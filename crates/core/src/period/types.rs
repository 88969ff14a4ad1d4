//! Accounting period types.

use chrono::{DateTime, NaiveDate, Utc};
use serde::{Deserialize, Serialize};
use kontor_shared::types::{CompanyId, PeriodId, UserId};

/// Status of an accounting period.
#[derive(Debug, Clone, Copy, PartialEq, Eq, Serialize, Deserialize)]
#[serde(rename_all = "lowercase")]
pub enum PeriodStatus {
    /// Period is open for postings.
    Open,
    /// Period has been closed at month/year end.
    Closed,
    /// Period is locked, no changes allowed.
    Locked,
}

impl PeriodStatus {
    /// Parses a stored status string, case-insensitively.
    #[must_use]
    pub fn parse(status: &str) -> Option<Self> {
        match status.trim().to_lowercase().as_str() {
            "open" => Some(Self::Open),
            "closed" => Some(Self::Closed),
            "locked" => Some(Self::Locked),
            _ => None,
        }
    }

    /// Returns the canonical lowercase status name.
    #[must_use]
    pub const fn as_str(&self) -> &'static str {
        match self {
            Self::Open => "open",
            Self::Closed => "closed",
            Self::Locked => "locked",
        }
    }

    /// Returns true for statuses that block ledger mutations.
    #[must_use]
    pub const fn blocks_writes(&self) -> bool {
        matches!(self, Self::Closed | Self::Locked)
    }
}

impl std::fmt::Display for PeriodStatus {
    fn fmt(&self, f: &mut std::fmt::Formatter<'_>) -> std::fmt::Result {
        f.write_str(self.as_str())
    }
}

/// An accounting period with an inclusive date range.
#[derive(Debug, Clone, PartialEq, Eq, Serialize, Deserialize)]
pub struct AccountingPeriod {
    /// Unique identifier.
    pub id: PeriodId,
    /// Company this period belongs to.
    pub company_id: CompanyId,
    /// Human-readable name (e.g., "January 2026").
    pub period_name: String,
    /// First day of the period.
    pub period_start: NaiveDate,
    /// Last day of the period (inclusive).
    pub period_end: NaiveDate,
    /// Lifecycle status.
    pub status: PeriodStatus,
    /// Explicit lock flag, kept alongside `status` for older rows.
    pub is_locked: bool,
    /// User who closed or locked the period.
    pub closed_by: Option<UserId>,
    /// When the period was closed or locked.
    pub closed_at: Option<DateTime<Utc>>,
}

impl AccountingPeriod {
    /// Returns true if the given date falls within this period.
    #[must_use]
    pub fn contains_date(&self, date: NaiveDate) -> bool {
        date >= self.period_start && date <= self.period_end
    }

    /// Returns true if any of the lock signals is set.
    ///
    /// `is_locked`, `status = closed` and `status = locked` are each
    /// sufficient on their own.
    #[must_use]
    pub const fn is_locked(&self) -> bool {
        self.is_locked || self.status.blocks_writes()
    }
}

/// Result of a lock lookup for a date.
#[derive(Debug, Clone, PartialEq, Eq, Serialize, Deserialize)]
#[serde(rename_all = "camelCase")]
pub struct LockStatus {
    /// Whether the date is locked.
    pub locked: bool,
    /// First locked date found, set only when `locked` is true.
    #[serde(skip_serializing_if = "Option::is_none")]
    pub date: Option<NaiveDate>,
    /// Name of the locking period.
    #[serde(skip_serializing_if = "Option::is_none")]
    pub period_name: Option<String>,
    /// Why the date is locked.
    #[serde(skip_serializing_if = "Option::is_none")]
    pub reason: Option<String>,
}

impl LockStatus {
    /// The date is not covered by any locked period.
    #[must_use]
    pub const fn unlocked() -> Self {
        Self {
            locked: false,
            date: None,
            period_name: None,
            reason: None,
        }
    }

    /// The date is covered by the given locked period.
    #[must_use]
    pub fn locked_by(period: &AccountingPeriod, date: NaiveDate) -> Self {
        let reason = if period.status.blocks_writes() {
            format!("Period {} is {}", period.period_name, period.status)
        } else {
            format!("Period {} is locked", period.period_name)
        };

        Self {
            locked: true,
            date: Some(date),
            period_name: Some(period.period_name.clone()),
            reason: Some(reason),
        }
    }

    /// The lock lookup failed and the caller must treat the date as locked.
    #[must_use]
    pub fn lookup_failed(date: NaiveDate) -> Self {
        Self {
            locked: true,
            date: Some(date),
            period_name: None,
            reason: Some("Period lock status could not be verified".to_string()),
        }
    }
}

/// Which kind of caller is asking for a lock check.
///
/// Read paths tolerate stale or missing lock data; write paths do not.
#[derive(Debug, Clone, Copy, PartialEq, Eq)]
pub enum LockCheckMode {
    /// Report and display paths: a failed lookup counts as unlocked.
    Read,
    /// Mutating paths: a failed lookup counts as locked.
    Write,
}
//! Audit trail event construction.
//!
//! Builds the immutable rows appended to the audit log. Persisting them is
//! the repository's job; nothing here ever edits an existing event.

pub mod error;
pub mod event;
pub mod journal;


pub use error::AuditError;
pub use event::{AuditAction, AuditEvent, AuditOutcome, changed_fields, normalize_action};
pub use journal::{EntrySnapshot, JournalLineSnapshot, journal_entry_delete, journal_entry_edit};
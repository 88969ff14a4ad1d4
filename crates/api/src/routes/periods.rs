//! Accounting period routes: listing, lock checks and lock transitions.

use axum::{
    Json, Router,
    extract::{Path, Query, State, rejection::PathRejection, rejection::QueryRejection},
    routing::{get, post},
};
use chrono::NaiveDate;
use serde::Deserialize;
use tracing::info;
use uuid::Uuid;

use crate::{AppState, error::ApiError, error::ApiResult, middleware::AuthUser};
use kontor_core::auth::MemberRole;
use kontor_core::period::{AccountingPeriod, LockCheckMode, LockStatus, PeriodStatus};
use kontor_db::{CompanyRepository, PeriodRepository};
use kontor_shared::types::PeriodId;

/// Creates the period routes (requires auth middleware to be applied externally).
pub fn routes() -> Router<AppState> {
    Router::new()
        .route("/periods", get(list_periods))
        .route("/periods/check-lock", get(check_lock))
        .route("/periods/check-range-lock", get(check_range_lock))
        .route("/periods/{period_id}/lock", post(lock_period))
        .route("/periods/{period_id}/unlock", post(unlock_period))
}

/// Query parameters for a single-date lock check.
#[derive(Debug, Deserialize)]
pub struct CheckLockQuery {
    /// Date to check.
    pub date: NaiveDate,
    /// `write` (default) treats a failed lookup as locked; `read` as unlocked.
    pub mode: Option<String>,
}

/// Query parameters for a range lock check.
#[derive(Debug, Deserialize)]
pub struct CheckRangeLockQuery {
    /// First day.
    pub from: NaiveDate,
    /// Last day.
    pub to: NaiveDate,
    /// `write` (default) or `read`.
    pub mode: Option<String>,
}

/// Body for a lock request.
#[derive(Debug, Default, Deserialize)]
pub struct LockRequest {
    /// `closed` (default) or `locked`.
    pub status: Option<String>,
}

fn parse_mode(mode: Option<&str>) -> ApiResult<LockCheckMode> {
    match mode.map(str::to_lowercase).as_deref() {
        None | Some("write") => Ok(LockCheckMode::Write),
        Some("read") => Ok(LockCheckMode::Read),
        Some(other) => Err(ApiError::validation(format!(
            "Invalid mode '{other}'; expected read or write"
        ))),
    }
}

fn parse_lock_status(status: Option<&str>) -> ApiResult<PeriodStatus> {
    match status {
        None => Ok(PeriodStatus::Closed),
        Some(raw) => PeriodStatus::parse(raw)
            .filter(PeriodStatus::blocks_writes)
            .ok_or_else(|| {
                ApiError::validation(format!("Invalid status '{raw}'; expected closed or locked"))
            }),
    }
}

fn period_repo(state: &AppState) -> PeriodRepository {
    PeriodRepository::new((*state.db).clone(), state.ledger.max_range_lock_days)
}

async fn member_role(state: &AppState, auth: &AuthUser) -> ApiResult<MemberRole> {
    CompanyRepository::new((*state.db).clone())
        .member_role(auth.company_id(), auth.user_id())
        .await?
        .ok_or_else(|| ApiError::forbidden("You are not a member of this company"))
}

/// GET /periods
async fn list_periods(
    State(state): State<AppState>,
    auth: AuthUser,
) -> ApiResult<Json<Vec<AccountingPeriod>>> {
    Ok(Json(period_repo(&state).list(auth.company_id()).await?))
}

/// GET /periods/check-lock?date=
async fn check_lock(
    State(state): State<AppState>,
    auth: AuthUser,
    query: Result<Query<CheckLockQuery>, QueryRejection>,
) -> ApiResult<Json<LockStatus>> {
    let Query(query) = query?;
    let mode = parse_mode(query.mode.as_deref())?;
    Ok(Json(
        period_repo(&state)
            .check_lock(auth.company_id(), query.date, mode)
            .await,
    ))
}

/// GET /periods/check-range-lock?from=&to=
async fn check_range_lock(
    State(state): State<AppState>,
    auth: AuthUser,
    query: Result<Query<CheckRangeLockQuery>, QueryRejection>,
) -> ApiResult<Json<LockStatus>> {
    let Query(query) = query?;
    let mode = parse_mode(query.mode.as_deref())?;
    kontor_core::period::validate_range(query.from, query.to, state.ledger.max_range_lock_days)
        .map_err(|e| ApiError::validation(e.to_string()))?;

    Ok(Json(
        period_repo(&state)
            .check_range_lock(auth.company_id(), query.from, query.to, mode)
            .await?,
    ))
}

/// POST /periods/{period_id}/lock
async fn lock_period(
    State(state): State<AppState>,
    auth: AuthUser,
    path: Result<Path<Uuid>, PathRejection>,
    body: Option<Json<LockRequest>>,
) -> ApiResult<Json<AccountingPeriod>> {
    let Path(period_id) = path?;
    let request = body.map(|Json(b)| b).unwrap_or_default();
    let target = parse_lock_status(request.status.as_deref())?;
    let role = member_role(&state, &auth).await?;

    let period = period_repo(&state)
        .lock_period(
            auth.company_id(),
            PeriodId::from_uuid(period_id),
            auth.user_id(),
            role,
            target,
        )
        .await?;

    info!(period = %period.period_name, status = %period.status, "Period locked via API");
    Ok(Json(period))
}

/// POST /periods/{period_id}/unlock
async fn unlock_period(
    State(state): State<AppState>,
    auth: AuthUser,
    path: Result<Path<Uuid>, PathRejection>,
) -> ApiResult<Json<AccountingPeriod>> {
    let Path(period_id) = path?;
    let role = member_role(&state, &auth).await?;

    let period = period_repo(&state)
        .unlock_period(
            auth.company_id(),
            PeriodId::from_uuid(period_id),
            auth.user_id(),
            role,
        )
        .await?;

    info!(period = %period.period_name, "Period unlocked via API");
    Ok(Json(period))
}

#[cfg(test)]
mod tests {
    use super::*;
    use rstest::rstest;

    #[rstest]
    #[case(None, Some(LockCheckMode::Write))]
    #[case(Some("write"), Some(LockCheckMode::Write))]
    #[case(Some("READ"), Some(LockCheckMode::Read))]
    #[case(Some("maybe"), None)]
    fn test_parse_mode(#[case] input: Option<&str>, #[case] expected: Option<LockCheckMode>) {
        assert_eq!(parse_mode(input).ok(), expected);
    }

    #[rstest]
    #[case(None, Some(PeriodStatus::Closed))]
    #[case(Some("locked"), Some(PeriodStatus::Locked))]
    #[case(Some("closed"), Some(PeriodStatus::Closed))]
    #[case(Some("open"), None)]
    #[case(Some("frozen"), None)]
    fn test_parse_lock_status(#[case] input: Option<&str>, #[case] expected: Option<PeriodStatus>) {
        assert_eq!(parse_lock_status(input).ok(), expected);
    }
}
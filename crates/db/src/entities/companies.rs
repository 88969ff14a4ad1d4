//! `SeaORM` Entity for companies table.

use sea_orm::entity::prelude::*;
use serde::{Deserialize, Serialize};

#[derive(Clone, Debug, PartialEq, DeriveEntityModel, Eq, Serialize, Deserialize)]
#[sea_orm(table_name = "companies")]
pub struct Model {
    #[sea_orm(primary_key, auto_increment = false)]
    pub id: Uuid,
    pub name: String,
    pub created_at: DateTimeWithTimeZone,
}

#[derive(Copy, Clone, Debug, EnumIter, DeriveRelation)]
pub enum Relation {
    #[sea_orm(has_many = "super::company_members::Entity")]
    CompanyMembers,
    #[sea_orm(has_many = "super::accounting_periods::Entity")]
    AccountingPeriods,
}

impl Related<super::company_members::Entity> for Entity {
    fn to() -> RelationDef {
        Relation::CompanyMembers.def()
    }
}

impl Related<super::accounting_periods::Entity> for Entity {
    fn to() -> RelationDef {
        Relation::AccountingPeriods.def()
    }
}

impl ActiveModelBehavior for ActiveModel {}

What is needed.
What lines in the data above contain the word "PeriodRepository"? Copy them all.

Solution for this exercise.
use kontor_db::{CompanyRepository, PeriodRepository};
fn period_repo(state: &AppState) -> PeriodRepository {
    PeriodRepository::new((*state.db).clone(), state.ledger.max_range_lock_days)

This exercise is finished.